My frost-bitten fingers protest when I go outside, they ache, only Red seems undeterred by the cold, hardly aware of it, we can only go out for a few minutes at a time, and it is expected to get savagely cold and windy tonight – 18, with a wind chill of -25. We are putting out extra hay, scattering old hay across the concrete floor of the stall and throughout the Pole Barn. We are graining the sheep and the donkeys twice a day, ferrying warm and fresh water to the chicken roost, it freezes within minutes. The wind is blowing fine snow through the back of the house, we don’t have storm windows  yet and the two wood stoves are going round the clock. The big and cold and windy stuff is coming tonight, I suspect  we will be up and down all night checking on the animals, the pipes. The windows are covered in frost, except near the wood stoves where the dogs are huddling, and the barn cats too.

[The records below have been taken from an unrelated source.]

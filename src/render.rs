//! Turning an [`ExifRecord`] into the text report.

use crate::exif::tags::{self, TAG_MAKE, TAG_MODEL};
use crate::exif::{Category, ExifRecord, TagEntry};

// ANSI color codes
const BOLD: &str = "\x1b[1m";
const DIM: &str = "\x1b[2m";
const RESET: &str = "\x1b[0m";

/// Printed instead of the listing when the image carries no metadata.
pub const NO_EXIF_MESSAGE: &str = "No EXIF data found in the image.\n\
Note that if the photo is from social media platforms, they often remove \
EXIF data during the upload process for privacy and data compression reasons.";

/// Printed when every tag in the record was filtered out of the listing.
pub const ONLY_UNKNOWN_MESSAGE: &str =
    "Only unrecognized EXIF tags found; set output.show_unknown to list them.";

#[derive(Debug, Clone, Copy)]
pub struct RenderOptions {
    /// Bold section headers.
    pub color: bool,
    /// Include the Other section (vendor and unrecognized tags).
    pub show_unknown: bool,
}

impl Default for RenderOptions {
    fn default() -> Self {
        Self {
            color: false,
            show_unknown: true,
        }
    }
}

/// Render `record` grouped by category.
///
/// Each category with at least one tag gets an upper-case header followed by
/// one `<label>: <value>` line per tag. Categories without tags are omitted.
///
/// # Example
///
/// ```rust
/// use exif_fetch::exif::ExifRecord;
/// use exif_fetch::render::{render_text, RenderOptions, NO_EXIF_MESSAGE};
///
/// let text = render_text(&ExifRecord::default(), &RenderOptions::default());
/// assert_eq!(text, format!("{NO_EXIF_MESSAGE}\n"));
/// ```
pub fn render_text(record: &ExifRecord, options: &RenderOptions) -> String {
    let mut out = String::new();

    for category in Category::ALL {
        if category == Category::Other && !options.show_unknown {
            continue;
        }
        let lines = category_lines(record, category);
        if lines.is_empty() {
            continue;
        }

        if !out.is_empty() {
            out.push('\n');
        }
        let header = category.label().to_uppercase();
        if options.color {
            out.push_str(&format!("{BOLD}{header}{RESET}\n"));
        } else {
            out.push_str(&header);
            out.push('\n');
        }
        for (label, value) in lines {
            if options.color {
                out.push_str(&format!("  {label}{DIM}:{RESET} {value}\n"));
            } else {
                out.push_str(&format!("  {label}: {value}\n"));
            }
        }
    }

    if record.is_empty() {
        out.push_str(NO_EXIF_MESSAGE);
        out.push('\n');
    } else if out.is_empty() {
        out.push_str(ONLY_UNKNOWN_MESSAGE);
        out.push('\n');
    }
    out
}

/// Render `record` as a pretty JSON array of tags.
pub fn render_json(record: &ExifRecord) -> serde_json::Result<String> {
    serde_json::to_string_pretty(record)
}

/// `(label, value)` rows for one category, in table order.
fn category_lines(record: &ExifRecord, category: Category) -> Vec<(String, String)> {
    let mut entries: Vec<&TagEntry> = record.in_category(category).collect();
    entries.sort_by_key(|e| (tags::display_rank(e.code()), e.code()));

    let mut lines = Vec::with_capacity(entries.len());

    if category == Category::Camera {
        let make = record.text("Make");
        let model = record.text("Model");
        if let Some(name) = camera_name(make, model) {
            lines.push(("Camera".to_string(), name));
        }
    }

    for entry in entries {
        if category == Category::Camera && matches!(entry.code(), TAG_MAKE | TAG_MODEL) {
            continue;
        }
        lines.push((entry.label().to_string(), entry.display().to_string()));
    }
    lines
}

/// Join make and model, without repeating a make the model already starts with.
pub fn camera_name(make: Option<&str>, model: Option<&str>) -> Option<String> {
    match (make, model) {
        (Some(make), Some(model)) => {
            if model.to_lowercase().starts_with(&make.to_lowercase()) {
                Some(model.to_string())
            } else {
                Some(format!("{make} {model}"))
            }
        }
        (Some(only), None) | (None, Some(only)) => Some(only.to_string()),
        (None, None) => None,
    }
}
//! Binding of a task's push stream to a worker connection.

use std::sync::Arc;
use std::time::Duration;

use tokio::sync::RwLock;
use tracing::{debug, info};

use crate::concurrency::shutdown::ShutdownRx;
use crate::error::ShuffleResult;
use crate::push::state::PushState;
use crate::transport::TransportClientFactory;
use crate::types::{BatchId, PartitionLocation};

#[derive(Debug)]
struct BoundConnection<C> {
    endpoint: String,
    client: Arc<C>,
}

/// The connection a task currently pushes through.
///
/// Batches sent through a previous connection must all be acknowledged before anything is sent
/// through a new one, so a switch first drains the old endpoint and only then replaces the
/// binding. Lookups of an unchanged binding only take the read lock.
#[derive(Debug)]
pub struct EndpointBinding<C> {
    current: RwLock<Option<BoundConnection<C>>>,
}

impl<C> EndpointBinding<C> {
    pub fn new() -> Self {
        Self {
            current: RwLock::new(None),
        }
    }

    /// Returns the endpoint of the bound connection, if any.
    pub async fn current_endpoint(&self) -> Option<String> {
        self.current
            .read()
            .await
            .as_ref()
            .map(|bound| bound.endpoint.clone())
    }

    /// Returns a connection to `location`, switching the binding to it when needed.
    ///
    /// Connection errors are returned as is. `own_batch` is the slot the caller holds for
    /// itself, which is not waited for while draining.
    ///
    /// The drain runs without holding the binding lock, so callers still using the old
    /// connection can finish and release their slots. The swap only happens once the old
    /// endpoint is drained under the write lock.
    pub async fn bind<F>(
        &self,
        factory: &F,
        location: &PartitionLocation,
        push_state: &PushState,
        own_batch: Option<BatchId>,
        drain_timeout: Duration,
        shutdown: &ShutdownRx,
    ) -> ShuffleResult<Arc<C>>
    where
        F: TransportClientFactory<Client = C>,
    {
        let client = factory
            .create_client(&location.host, location.push_port, location.id)
            .await?;

        loop {
            let previous = match self.current.read().await.as_ref() {
                Some(bound) if Arc::ptr_eq(&bound.client, &client) => return Ok(client),
                Some(bound) => Some((bound.endpoint.clone(), bound.client.clone())),
                None => None,
            };

            if let Some((endpoint, _)) = &previous {
                info!(
                    task = %push_state.task(),
                    from = %endpoint,
                    to = %location.host_and_push_port(),
                    in_flight = push_state.in_flight_count(endpoint),
                    "switching push connection, draining in-flight batches"
                );
                push_state
                    .await_drain(endpoint, own_batch, drain_timeout, shutdown)
                    .await?;
            }

            let mut current = self.current.write().await;
            let unchanged = match (current.as_ref(), &previous) {
                (None, None) => true,
                (Some(bound), Some((_, previous_client))) => {
                    Arc::ptr_eq(&bound.client, previous_client)
                        && push_state.is_drained(&bound.endpoint, own_batch)
                }
                _ => false,
            };

            // Another caller rebound, or used the old connection while we drained.
            if !unchanged {
                continue;
            }

            if previous.is_none() {
                debug!(
                    task = %push_state.task(),
                    endpoint = %location.host_and_push_port(),
                    "binding push connection"
                );
            }

            *current = Some(BoundConnection {
                endpoint: location.host_and_push_port(),
                client: client.clone(),
            });

            return Ok(client);
        }
    }
}

impl<C> Default for EndpointBinding<C> {
    fn default() -> Self {
        Self::new()
    }
}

We have to fill the water buckets in the bathtub and ferry them out to the pasture, the outdoor faucets are all frozen solid.

This morning, my car window shattered as I tried to open it to see out when I ran to the hardware store for birdseed – we are running out and this is no time to leave the birds without seed or suet. I imagine something froze inside. It was a hairy ride to a window repair shop, snow and ice blowing in, fortunately there is one down the road, I don’t think I’ll be going anywhere for a day or so. I hope they can fix it today. Dan, the Time Warner cable repair man came this morning, and helped get the TV cable working, we may need it over the next few days.

The cruel cold is different from ordinary cold, it alters matter.

This round is a long haul, it will be bitter cold for days. I wonder how to photograph bitter cold, which lens to use. My camera froze for the first time this morning, the shutter wouldn’t activate, that has never happened to me before. But first, I got this photo of Maria’s daisy, it seems so beautiful and evocative out in the cruel cold.